Thursday, May 29, 2008

My exam is over. Now its very boring, always sitting at home, emotionlessly watching the idiot box and at times chatting in orkut. But i got a new habbit of reading blogs. In one such blog i find the author telling about life being a cheese slice for her. So when i thout of past 20yrs of my life, it appeared to me as a bed of roses. There is pratically no hand of mine in the making of my life up to today. But i feel ashamed today for not sheding a single drop of sweat to decide the fate of my life.To say there nothing in my past that i wish with my full mind.
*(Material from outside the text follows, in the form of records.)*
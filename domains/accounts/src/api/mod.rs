//! API layer for the Accounts domain

pub mod handlers;
pub mod middleware;
pub mod routes;

pub use middleware::AccountsState;
pub use routes::routes;
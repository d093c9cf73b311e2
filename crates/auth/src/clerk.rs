//! Clerk Backend API implementation
//!
//! Resolves session tokens and revokes sessions against the Clerk Backend
//! API (https://api.clerk.com) using reqwest. Token validation itself happens
//! at Clerk; we only consume the result.

use reqwest::{Client, StatusCode};
use serde::Deserialize;

use crate::context::Identity;
use crate::error::AuthError;
use crate::provider::{IdentityProvider, ResolvedSession};

const DEFAULT_BASE_URL: &str = "https://api.clerk.com";

/// Clerk session object (subset)
#[derive(Debug, Deserialize)]
struct SessionResponse {
    id: String,
    user_id: String,
    status: String,
}

/// Clerk user object (subset)
#[derive(Debug, Deserialize)]
struct UserResponse {
    id: String,
    first_name: Option<String>,
    last_name: Option<String>,
    primary_email_address_id: Option<String>,
    #[serde(default)]
    email_addresses: Vec<EmailAddress>,
}

#[derive(Debug, Deserialize)]
struct EmailAddress {
    id: String,
    email_address: String,
}

impl UserResponse {
    fn display_name(&self) -> Option<String> {
        match (&self.first_name, &self.last_name) {
            (Some(first), Some(last)) => Some(format!("{} {}", first, last)),
            (Some(first), None) => Some(first.clone()),
            (None, Some(last)) => Some(last.clone()),
            (None, None) => None,
        }
    }

    fn primary_email(&self) -> Option<String> {
        let primary_id = self.primary_email_address_id.as_ref()?;
        self.email_addresses
            .iter()
            .find(|e| &e.id == primary_id)
            .map(|e| e.email_address.clone())
    }
}

/// Identity provider backed by the Clerk Backend API
pub struct ClerkProvider {
    client: Client,
    secret_key: String,
    base_url: String,
}

impl ClerkProvider {
    /// Create a provider using the production Clerk API
    pub fn new(secret_key: String) -> Self {
        Self::with_base_url(secret_key, DEFAULT_BASE_URL.to_string())
    }

    /// Create a provider against a custom base URL (tests, proxies)
    pub fn with_base_url(secret_key: String, base_url: String) -> Self {
        Self {
            client: Client::new(),
            secret_key,
            base_url,
        }
    }

    async fn get_json<T: serde::de::DeserializeOwned>(
        &self,
        path: &str,
    ) -> Result<Option<T>, AuthError> {
        let response = self
            .client
            .get(format!("{}{}", self.base_url, path))
            .bearer_auth(&self.secret_key)
            .send()
            .await?;

        if response.status() == StatusCode::NOT_FOUND {
            return Ok(None);
        }
        if !response.status().is_success() {
            return Err(AuthError::Provider {
                status: response.status().as_u16(),
                message: response.text().await.unwrap_or_default(),
            });
        }

        let body = response
            .json::<T>()
            .await
            .map_err(|e| AuthError::Malformed(e.to_string()))?;
        Ok(Some(body))
    }
}

#[async_trait::async_trait]
impl IdentityProvider for ClerkProvider {
    async fn resolve(&self, session_token: &str) -> Result<Option<ResolvedSession>, AuthError> {
        let Some(session) = self
            .get_json::<SessionResponse>(&format!("/v1/sessions/{}", session_token))
            .await?
        else {
            return Ok(None);
        };

        if session.status != "active" {
            return Ok(None);
        }

        let Some(user) = self
            .get_json::<UserResponse>(&format!("/v1/users/{}", session.user_id))
            .await?
        else {
            // Session points at a deleted user; treat as signed out
            return Ok(None);
        };

        Ok(Some(ResolvedSession {
            session_id: session.id,
            user: Identity {
                id: user.id.clone(),
                email: user.primary_email(),
                name: user.display_name(),
            },
        }))
    }

    async fn destroy_session(&self, session_id: &str) -> Result<(), AuthError> {
        let response = self
            .client
            .post(format!("{}/v1/sessions/{}/revoke", self.base_url, session_id))
            .bearer_auth(&self.secret_key)
            .send()
            .await?;

        if !response.status().is_success() {
            return Err(AuthError::Provider {
                status: response.status().as_u16(),
                message: response.text().await.unwrap_or_default(),
            });
        }

        Ok(())
    }
}
// Manticore diagnostic - prints the configuration the process would run with.
// A missing required setting terminates the script with the load error.

use manticore_app::env_report;
use manticore_common::{PublicConfig, SecretConfig};

fn main() -> anyhow::Result<()> {
    let public = PublicConfig::from_env()?;
    let secrets = SecretConfig::from_env()?;

    print!("{}", env_report(&public, &secrets));
    Ok(())
}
So the "laws of attraction" never had its hands on me,i don know wheather something like that exisist or not. but the above said condition doesnt mean that somebody forcefully decided the fate of my life,upto 80% its my brain or mostly my mind, buts thats my only participation. i only decide, but never worked for that aim. but my parents worked, thanks to them.

Thursday, May 22, 2008

Man U the chambs

Today i was feeling very moody and heavy. The reason for my heaviness is due to a late night or better call it a early morning sleep, today morning, slept at 5 o clock. But still no regrets, a champions league finals worth more than a day and night of mine, a great match of 150 mins and followed by penalty shootout. Rare do such matches in a lifetime. Still considering proxymity of my exams this can be a costly act. So my exams are on track, 4 more days to go. Will be starting full fledge studies to day. If the plan works, i will be passing with good marks. Lets see..till then me waving off.